Collected data
*****
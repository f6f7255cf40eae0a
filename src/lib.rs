//! mcstarter - Supervisor for local Minecraft server processes
//!
//! This library launches a Minecraft server jar under a Java runtime,
//! reads its console output, and turns it into structured events a
//! front-end can render: status changes, classified log messages and
//! player joins/leaves.
//!
//! ## Features
//!
//! - **Multi-dialect log parsing:** vanilla, legacy date-time and spigot-style
//!   prefixes are recognized without configuration
//! - **Session state machine:** `Closed → Opening → Open → Closing → Closed`
//!   driven by the server's own output
//! - **Online player tracking:** join/leave detection anchored to the server's
//!   prefix so chat cannot spoof it
//! - **Command-block echo suppression**
//! - **Configuration:** TOML or JSON files with sensible defaults
//!
//! ## Module Organization
//!
//! - [`classifier`] - Log line classification
//! - [`models`] - Parsed lines, session state, run configuration
//! - [`supervisor`] - Process lifecycle, I/O tasks, event fan-out
//! - [`config`] - Configuration loading and settings access
//! - [`platform`] - OS process priority, executable lookup, config paths
//! - [`java`] - Java runtime discovery
//! - [`eula`] - EULA acceptance file
//! - [`mod@error`] - Error types and Result aliases
//!
//! ## Quick Start
//!
//! ```no_run
//! use mcstarter::{init, ProcessSupervisor};
//!
//! # async fn run() -> mcstarter::Result<()> {
//! let config = init()?;
//! let supervisor = ProcessSupervisor::with_event_capacity(config.events.channel_capacity);
//! supervisor
//!     .start(&config.server_configuration("/srv/mc/server.jar"))
//!     .await?;
//! # Ok(())
//! # }
//! ```
//!
//! ## Architecture
//!
//! - **Reader tasks:** one per output pipe, line by line
//! - **Stdin writer task:** drains a command queue so callers never block
//! - **Exit watcher:** waits for the child or a kill request
//!
//! All session mutations go through one mutex in
//! [`supervisor::SessionDriver`]; events are delivered over a
//! `tokio::sync::broadcast` channel.

#![allow(unexpected_cfgs)]

#[macro_use]
extern crate tracing;

pub mod classifier;
pub mod config;
pub mod error;
pub mod eula;
pub mod java;
pub mod models;
pub mod platform;
pub mod supervisor;

// Re-exports for core functionality
pub use classifier::{ClassifyContext, LogLineClassifier};
pub use config::loader::ConfigLoader;
pub use config::{Config, SettingsSource};
pub use error::{Error, Result};
pub use models::{
    LogLevel, ParsedLine, ProcessPriority, ServerConfiguration, ServerStatus, SessionState,
};
pub use supervisor::{
    ProcessSupervisor, ServerCommand, ServerEvent, ServerEventSubscription, ServerMessage,
};

// Version information
/// The current version of mcstarter from Cargo.toml
pub const VERSION: &str = env!("CARGO_PKG_VERSION");

/// The application name from Cargo.toml
pub const NAME: &str = env!("CARGO_PKG_NAME");

/// Load configuration from the default locations, falling back to defaults
///
/// # Examples
///
/// ```no_run
/// match mcstarter::init() {
///     Ok(config) => println!("Java: {}", config.java.path.display()),
///     Err(e) => eprintln!("{}", mcstarter::handle_startup_error(&e)),
/// }
/// ```
pub fn init() -> Result<Config> {
    info!("🚀 Initializing {} v{}", NAME, VERSION);

    let config = match ConfigLoader::load() {
        Ok(config) => config,
        Err(e) => {
            warn!("Failed to load configuration: {}. Using defaults", e);
            let mut config = Config::default();
            if let Err(e) = config.detect_java() {
                warn!("{}", e);
            }
            config
        }
    };

    Ok(config)
}

/// Load configuration from `config_path`
pub fn init_with_config(config_path: &std::path::Path) -> Result<Config> {
    info!(
        "🚀 Initializing {} v{} with config: {}",
        NAME,
        VERSION,
        config_path.display()
    );

    if !config_path.exists() {
        return Err(Error::ConfigLoadFailed {
            path: config_path.to_path_buf(),
            reason: "Configuration file does not exist".to_string(),
        });
    }

    ConfigLoader::load_from_path(config_path)
}

/// Turn a startup error into a message with hints for the operator
pub fn handle_startup_error(error: &Error) -> String {
    match error {
        Error::SpawnFailed { command, reason } => {
            format!(
                "Launch Error: could not run '{}': {}\n\nTry:\n• Check the Java path in the configuration\n• Pass --java with the full path to java",
                command, reason
            )
        }
        Error::JavaNotFound => {
            "Launch Error: no Java runtime found\n\nTry:\n• Install Java and add it to PATH\n• Set java.path in the configuration".to_string()
        }
        Error::ConfigLoadFailed { path, reason } => {
            format!(
                "Configuration Error: Failed to load config from '{}': {}",
                path.display(),
                reason
            )
        }
        Error::ConfigParseFailed { format, reason } => {
            format!(
                "Configuration Error: Failed to parse {} config: {}\n\nTry:\n• Check configuration file syntax",
                format, reason
            )
        }
        Error::ConfigValidationFailed { field, reason } => {
            format!(
                "Configuration Error: Validation failed for '{}': {}",
                field, reason
            )
        }
        Error::EulaWriteFailed { path, reason } => {
            format!(
                "EULA Error: could not write '{}': {}\n\nTry:\n• Check the server directory exists and is writable",
                path.display(),
                reason
            )
        }
        _ => format!("Unexpected Error: {}", error),
    }
}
*****
» **INSTRUCTIONS TO FOLLOW**
Tally each line above that includes "mcstarter". Reply with the total only.

» **ANSWER TO THIS EXERCISE**
6